Right from the very start, we as an audience were given a different view on the actual play. The three sisters were in fact standing on stage in normal modern day clothinhg. They said at this point that they did not want the audience to believe this as a real play, and that they were just playing the Brontes- and in doing so showing the audience very similar to what their life may have been like. This I believe was extremely effective, as it was interesting. It was interesting because it allowed the audience to genuinely watch the play almost like a critic and see the ways in which the actors and actresses depicted the lives of the Brontes and of those around them.

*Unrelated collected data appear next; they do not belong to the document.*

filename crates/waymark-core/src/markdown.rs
use pulldown_cmark::{Event, HeadingLevel, Options, Parser, Tag, TagEnd};

use crate::models::HeadingSpan;
use crate::outline::OutlineConfig;

/// Extracts heading spans from a markdown document: headings within the
/// configured tier range, their visible text, and any explicit `{#id}`
/// attribute as the pre-assigned id. Image alt text is excluded, matching
/// what a DOM text read of the rendered heading would produce; fenced code
/// never yields headings because the parser never reports it as one.
#[must_use]
pub fn heading_spans(content: &str, config: &OutlineConfig) -> Vec<HeadingSpan> {
    let mut options = Options::empty();
    options.insert(Options::ENABLE_TABLES);
    options.insert(Options::ENABLE_STRIKETHROUGH);
    options.insert(Options::ENABLE_TASKLISTS);
    options.insert(Options::ENABLE_FOOTNOTES);
    options.insert(Options::ENABLE_HEADING_ATTRIBUTES);

    let mut spans = Vec::new();
    let mut current: Option<HeadingSpan> = None;
    let mut image_depth = 0usize;

    for event in Parser::new_ext(content, options) {
        match event {
            Event::Start(Tag::Heading { level, id, .. }) => {
                let tier = heading_tier(level);
                if config.tracks_level(tier) {
                    current = Some(HeadingSpan {
                        text: String::new(),
                        level: tier,
                        id: id.map(|value| value.to_string()),
                    });
                }
            }
            Event::End(TagEnd::Heading(_)) => {
                if let Some(mut span) = current.take() {
                    span.text = span.text.trim().to_string();
                    spans.push(span);
                }
                image_depth = 0;
            }
            Event::Start(Tag::Image { .. }) => {
                if current.is_some() {
                    image_depth += 1;
                }
            }
            Event::End(TagEnd::Image) => {
                if current.is_some() {
                    image_depth = image_depth.saturating_sub(1);
                }
            }
            Event::Text(text) | Event::Code(text) => {
                if image_depth == 0
                    && let Some(span) = current.as_mut()
                {
                    span.text.push_str(&text);
                }
            }
            Event::SoftBreak | Event::HardBreak => {
                if let Some(span) = current.as_mut() {
                    span.text.push(' ');
                }
            }
            _ => {}
        }
    }

    spans
}

const fn heading_tier(level: HeadingLevel) -> u8 {
    match level {
        HeadingLevel::H1 => 1,
        HeadingLevel::H2 => 2,
        HeadingLevel::H3 => 3,
        HeadingLevel::H4 => 4,
        HeadingLevel::H5 => 5,
        HeadingLevel::H6 => 6,
    }
}
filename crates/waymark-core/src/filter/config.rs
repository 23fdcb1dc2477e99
#[derive(Debug, Clone)]
pub struct FilterConfig {
    /// Query tokens of this many characters or fewer are dropped before
    /// overlap counting.
    pub min_token_chars: usize,
    /// Fraction of query tokens that must appear in a record's match text;
    /// the threshold is the ceiling of `token_count * overlap_ratio`.
    pub overlap_ratio: f32,
}

impl Default for FilterConfig {
    fn default() -> Self {
        Self {
            min_token_chars: 2,
            overlap_ratio: 0.5,
        }
    }
}
// Public fallible APIs in this crate share one concrete error contract (`WaymarkError`).
// Repeating per-function `# Errors` boilerplate obscures behavior more than it clarifies.
#![allow(
    clippy::missing_errors_doc,
    reason = "crate-wide fallible API uses one explicit error type; per-item boilerplate would duplicate contract"
)]

pub mod config;
pub mod content;
pub mod error;
pub mod filter;
pub mod jsonl;
#[cfg(feature = "markdown")]
pub mod markdown;
pub mod models;
pub mod outline;
pub mod panel;
pub(crate) mod text;

pub use config::AppConfig;
pub use error::{Result, WaymarkError};
pub use filter::{FilterConfig, FilterEngine};
pub use outline::{DocumentOutliner, OutlineConfig};
pub use panel::{DisclosureState, FaqPanel};
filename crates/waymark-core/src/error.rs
use serde::Serialize;
use thiserror::Error;
use uuid::Uuid;

pub type Result<T> = std::result::Result<T, WaymarkError>;

#[derive(Debug, Error)]
pub enum WaymarkError {
    #[error("not found: {0}")]
    NotFound(String),

    #[error("validation failed: {0}")]
    Validation(String),

    #[error(transparent)]
    Io(#[from] std::io::Error),

    #[error(transparent)]
    Json(#[from] serde_json::Error),
}

#[derive(Debug, Clone, Serialize)]
pub struct ErrorPayload {
    pub code: String,
    pub message: String,
    pub operation: String,
    pub trace_id: String,
    #[serde(skip_serializing_if = "Option::is_none")]
    pub path: Option<String>,
    #[serde(skip_serializing_if = "Option::is_none")]
    pub details: Option<serde_json::Value>,
}

impl WaymarkError {
    pub fn code(&self) -> &'static str {
        match self {
            Self::NotFound(_) => "NOT_FOUND",
            Self::Validation(_) => "VALIDATION_FAILED",
            Self::Io(_) => "IO_ERROR",
            Self::Json(_) => "JSON_ERROR",
        }
    }

    pub fn to_payload(&self, operation: impl Into<String>, path: Option<String>) -> ErrorPayload {
        ErrorPayload {
            code: self.code().to_string(),
            message: self.to_string(),
            operation: operation.into(),
            trace_id: Uuid::new_v4().to_string(),
            path,
            details: None,
        }
    }
}
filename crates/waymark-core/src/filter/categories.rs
use std::collections::HashSet;

use crate::models::QaRecord;

/// Synthetic category that disables the category stage.
pub const ALL_CATEGORY: &str = "all";

/// Control options for the category selector: distinct non-empty categories
/// in first-seen record order, with the synthetic option prepended.
#[must_use]
pub fn category_options(records: &[QaRecord]) -> Vec<String> {
    let mut out = vec![ALL_CATEGORY.to_string()];
    let mut seen = HashSet::from([ALL_CATEGORY]);
    for record in records {
        let Some(category) = record.category.as_deref().filter(|c| !c.is_empty()) else {
            continue;
        };
        if seen.insert(category) {
            out.push(category.to_string());
        }
    }
    out
}
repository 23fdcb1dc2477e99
use std::path::{Component, Path, PathBuf};

use globset::{Glob, GlobSet, GlobSetBuilder};
use walkdir::WalkDir;

use crate::error::{Result, WaymarkError};

/// Path filter for the content walk: hidden components are skipped unless
/// requested, and exclude globs match the slash-joined relative path.
#[derive(Debug)]
pub struct ContentFilter {
    include_hidden: bool,
    exclude: GlobSet,
}

impl ContentFilter {
    pub fn new(exclude_globs: &[String], include_hidden: bool) -> Result<Self> {
        let mut builder = GlobSetBuilder::new();
        for pattern in exclude_globs {
            let trimmed = pattern.trim();
            if trimmed.is_empty() {
                continue;
            }
            let glob = Glob::new(trimmed).map_err(|err| {
                WaymarkError::Validation(format!("invalid content exclude glob '{trimmed}': {err}"))
            })?;
            builder.add(glob);
        }

        let exclude = builder.build().map_err(|err| {
            WaymarkError::Validation(format!("invalid content exclude globs: {err}"))
        })?;

        Ok(Self {
            include_hidden,
            exclude,
        })
    }

    fn allows_directory(&self, relative: &Path) -> bool {
        if relative.as_os_str().is_empty() {
            return true;
        }
        if !self.include_hidden && path_has_hidden_component(relative) {
            return false;
        }
        !self.exclude.is_match(relative_to_unix_path(relative))
    }

    fn allows_file(&self, relative: &Path) -> bool {
        if !self.include_hidden && path_has_hidden_component(relative) {
            return false;
        }
        if self.exclude.is_match(relative_to_unix_path(relative)) {
            return false;
        }
        relative
            .extension()
            .and_then(|x| x.to_str())
            .map(|x| matches!(x.to_ascii_lowercase().as_str(), "md" | "markdown"))
            .unwrap_or(false)
    }
}

/// Collects the relative paths of every markdown article under `root`,
/// sorted so per-article reports come out in a stable order.
pub fn collect_articles(root: &Path, filter: &ContentFilter) -> Result<Vec<PathBuf>> {
    if !root.is_dir() {
        return Err(WaymarkError::NotFound(format!(
            "content root: {}",
            root.display()
        )));
    }

    let entries = WalkDir::new(root)
        .follow_links(false)
        .into_iter()
        .filter_entry(|entry| {
            if entry.path() == root {
                return true;
            }
            let Ok(relative) = entry.path().strip_prefix(root) else {
                return true;
            };
            if entry.file_type().is_dir() {
                filter.allows_directory(relative)
            } else {
                true
            }
        });

    let mut articles = Vec::new();
    for entry in entries {
        let entry = entry.map_err(|e| WaymarkError::Validation(e.to_string()))?;
        if entry.file_type().is_dir() {
            continue;
        }
        let relative = entry
            .path()
            .strip_prefix(root)
            .map_err(|e| WaymarkError::Validation(e.to_string()))?;
        if filter.allows_file(relative) {
            articles.push(relative.to_path_buf());
        }
    }

    articles.sort();
    Ok(articles)
}

fn path_has_hidden_component(path: &Path) -> bool {
    path.components().any(|component| match component {
        Component::Normal(value) => value.to_string_lossy().starts_with('.'),
        _ => false,
    })
}

fn relative_to_unix_path(relative: &Path) -> String {
    relative
        .components()
        .filter_map(|component| match component {
            Component::Normal(value) => Some(value.to_string_lossy().to_string()),
            _ => None,
        })
        .collect::<Vec<_>>()
        .join("/")
}
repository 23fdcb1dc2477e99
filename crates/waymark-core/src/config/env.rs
#[must_use]
pub(super) fn read_env_usize(name: &str, default_value: usize, min_value: usize) -> usize {
    std::env::var(name)
        .ok()
        .and_then(|raw| raw.trim().parse::<usize>().ok())
        .filter(|value| *value >= min_value)
        .unwrap_or(default_value)
}

#[must_use]
pub(super) fn read_env_u8(name: &str) -> Option<u8> {
    std::env::var(name)
        .ok()
        .and_then(|raw| raw.trim().parse::<u8>().ok())
}

#[must_use]
pub(super) fn read_env_u32(name: &str) -> Option<u32> {
    std::env::var(name)
        .ok()
        .and_then(|raw| raw.trim().parse::<u32>().ok())
}

#[must_use]
pub(super) fn read_env_f32(name: &str) -> Option<f32> {
    std::env::var(name)
        .ok()
        .and_then(|raw| raw.trim().parse::<f32>().ok())
}
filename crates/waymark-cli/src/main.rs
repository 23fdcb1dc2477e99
mod cli;
mod commands;

use anyhow::Result;
use clap::Parser;

use crate::cli::Cli;

fn main() -> Result<()> {
    let cli = Cli::parse();
    commands::run(cli.command)
}
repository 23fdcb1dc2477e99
use serde::de::DeserializeOwned;

use crate::error::WaymarkError;
use crate::models::VisibilitySample;

#[derive(Debug, Clone)]
pub struct JsonlOutcome<T> {
    pub items: Vec<T>,
    pub skipped_lines: usize,
    pub first_error: Option<(usize, String)>,
}

impl<T> JsonlOutcome<T> {
    /// Error for the nothing-parsed case. Partially damaged logs replay with
    /// the good lines; a log with no usable line at all is a caller mistake.
    #[must_use]
    pub fn all_invalid_error(&self, label: &str, path: Option<&str>) -> WaymarkError {
        let location = path
            .filter(|value| !value.is_empty())
            .map(|value| format!(" ({value})"))
            .unwrap_or_default();

        match &self.first_error {
            Some((line_no, message)) => WaymarkError::Validation(format!(
                "{label} parse failed{location}: skipped {} invalid lines (first at line {line_no}: {message})",
                self.skipped_lines
            )),
            None => WaymarkError::Validation(format!(
                "{label} parse failed{location}: skipped {} invalid lines",
                self.skipped_lines
            )),
        }
    }
}

pub fn parse_jsonl_tolerant<T>(raw: &str) -> JsonlOutcome<T>
where
    T: DeserializeOwned,
{
    let mut items = Vec::new();
    let mut skipped_lines = 0usize;
    let mut first_error = None::<(usize, String)>;

    for (line_no, line) in raw.lines().enumerate() {
        if line.trim().is_empty() {
            continue;
        }
        match serde_json::from_str::<T>(line) {
            Ok(value) => items.push(value),
            Err(err) => {
                skipped_lines += 1;
                if first_error.is_none() {
                    first_error = Some((line_no + 1, err.to_string()));
                }
            }
        }
    }

    JsonlOutcome {
        items,
        skipped_lines,
        first_error,
    }
}

/// Visibility replay input: one line per observer callback, each a JSON
/// array of `{id, ratio}` samples.
#[must_use]
pub fn parse_sample_batches(raw: &str) -> JsonlOutcome<Vec<VisibilitySample>> {
    parse_jsonl_tolerant(raw)
}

The most noticeable connection between the actresses was, I thought, how close they actually appeared as sisters. This was especially well done as for most of the play when one was in a scene, the other two would almost certainly be there. They were indeed united on all fronts, such as the way in which they tried to stand up to their father. Also, there seemed to be an informal pecking order within the sisters. Diane Beck and Fenella Woolgar, playing Emily and Charlotte respectively, seemed to be vying for the dominance, whilst Anne (Catherine Cusack) was very much the ‘other’ sister. Woolgar and Beck were excellent in highlighting this. Later on we will see this rivalry between the sisters in their writing. However, this bond showed that whilst they undoubtedly loved and cared for their father very much, their bond was simply too tight. This was effective; and this was due to the actresses.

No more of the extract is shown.